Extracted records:
■ ■ ■ ■ ■

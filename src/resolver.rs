//! Strategies for resolving template placeholders at build time.
//!
//! A resolver lives for a single [`Template::format`](crate::Template::format)
//! call. [`PositionalResolver`] carries per-call state and must not be reused
//! across builds.

use std::borrow::Borrow;
use std::collections::HashMap;
use std::hash::{BuildHasher, Hash};

use crate::error::TemplateError;

/// Supplies the value for a placeholder name.
///
/// Closures of type `FnMut(&str) -> Result<String, TemplateError>` are
/// resolvers too.
pub trait VariableResolver {
    /// Returns the value for the placeholder `name`.
    ///
    /// # Errors
    ///
    /// Returns [`TemplateError`] if no value can be supplied.
    fn resolve(&mut self, name: &str) -> Result<String, TemplateError>;
}

impl<F> VariableResolver for F
where
    F: FnMut(&str) -> Result<String, TemplateError>,
{
    fn resolve(&mut self, name: &str) -> Result<String, TemplateError> {
        self(name)
    }
}

/// Fails on every placeholder.
#[derive(Debug, Clone, Copy, Default)]
pub struct RejectAll;

impl VariableResolver for RejectAll {
    fn resolve(&mut self, name: &str) -> Result<String, TemplateError> {
        Err(TemplateError::VariablesNotAllowed {
            name: name.to_string(),
        })
    }
}

/// Looks placeholder names up in a map.
#[derive(Debug)]
pub struct MapResolver<'a, K, V, S> {
    values: &'a HashMap<K, V, S>,
}

impl<'a, K, V, S> MapResolver<'a, K, V, S> {
    /// Creates a resolver over `values`.
    #[must_use]
    pub const fn new(values: &'a HashMap<K, V, S>) -> Self {
        Self { values }
    }
}

impl<K, V, S> VariableResolver for MapResolver<'_, K, V, S>
where
    K: Borrow<str> + Hash + Eq,
    V: AsRef<str>,
    S: BuildHasher,
{
    fn resolve(&mut self, name: &str) -> Result<String, TemplateError> {
        self.values
            .get(name)
            .map(|v| v.as_ref().to_string())
            .ok_or_else(|| TemplateError::MissingValue {
                name: name.to_string(),
            })
    }
}

/// Consumes values in order, one per distinct placeholder name.
///
/// The first occurrence of a name takes the next unused value; later
/// occurrences of the same name reuse it.
///
/// # Examples
///
/// ```
/// use uri_builder::{PositionalResolver, Template};
///
/// let mut resolver = PositionalResolver::new(&["x", "y", "z"]);
/// let out = Template::parse("{a}/{b}/{a}").format(&mut resolver).unwrap();
/// assert_eq!(out, "x/y/x");
/// assert_eq!(resolver.consumed(), 2);
/// ```
#[derive(Debug)]
pub struct PositionalResolver<'a, V> {
    values: &'a [V],
    next: usize,
    seen: HashMap<String, usize>,
}

impl<'a, V> PositionalResolver<'a, V> {
    /// Creates a resolver over `values`.
    #[must_use]
    pub fn new(values: &'a [V]) -> Self {
        Self {
            values,
            next: 0,
            seen: HashMap::new(),
        }
    }

    /// Returns how many values have been consumed so far.
    #[must_use]
    pub const fn consumed(&self) -> usize {
        self.next
    }
}

impl<V: AsRef<str>> VariableResolver for PositionalResolver<'_, V> {
    fn resolve(&mut self, name: &str) -> Result<String, TemplateError> {
        if let Some(&index) = self.seen.get(name) {
            return Ok(self.values[index].as_ref().to_string());
        }
        let value = self
            .values
            .get(self.next)
            .ok_or_else(|| TemplateError::NotEnoughValues {
                name: name.to_string(),
                supplied: self.values.len(),
            })?;
        self.seen.insert(name.to_string(), self.next);
        self.next += 1;
        Ok(value.as_ref().to_string())
    }
}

■ ■ ■ ■ ■

• **PROBLEM STATEMENT**
Looking back over the data above, restate word for word the lines that begin at the line with "pub struct PositionalResolver<'a, V>" and end at the line with "self.next += 1;", inclusive.

• **ANSWER BELOW**
pub struct PositionalResolver<'a, V> {
    values: &'a [V],
    next: usize,
    seen: HashMap<String, usize>,
}

impl<'a, V> PositionalResolver<'a, V> {
    /// Creates a resolver over `values`.
    #[must_use]
    pub fn new(values: &'a [V]) -> Self {
        Self {
            values,
            next: 0,
            seen: HashMap::new(),
        }
    }

    /// Returns how many values have been consumed so far.
    #[must_use]
    pub const fn consumed(&self) -> usize {
        self.next
    }
}

impl<V: AsRef<str>> VariableResolver for PositionalResolver<'_, V> {
    fn resolve(&mut self, name: &str) -> Result<String, TemplateError> {
        if let Some(&index) = self.seen.get(name) {
            return Ok(self.values[index].as_ref().to_string());
        }
        let value = self
            .values
            .get(self.next)
            .ok_or_else(|| TemplateError::NotEnoughValues {
                name: name.to_string(),
                supplied: self.values.len(),
            })?;
        self.seen.insert(name.to_string(), self.next);
        self.next += 1;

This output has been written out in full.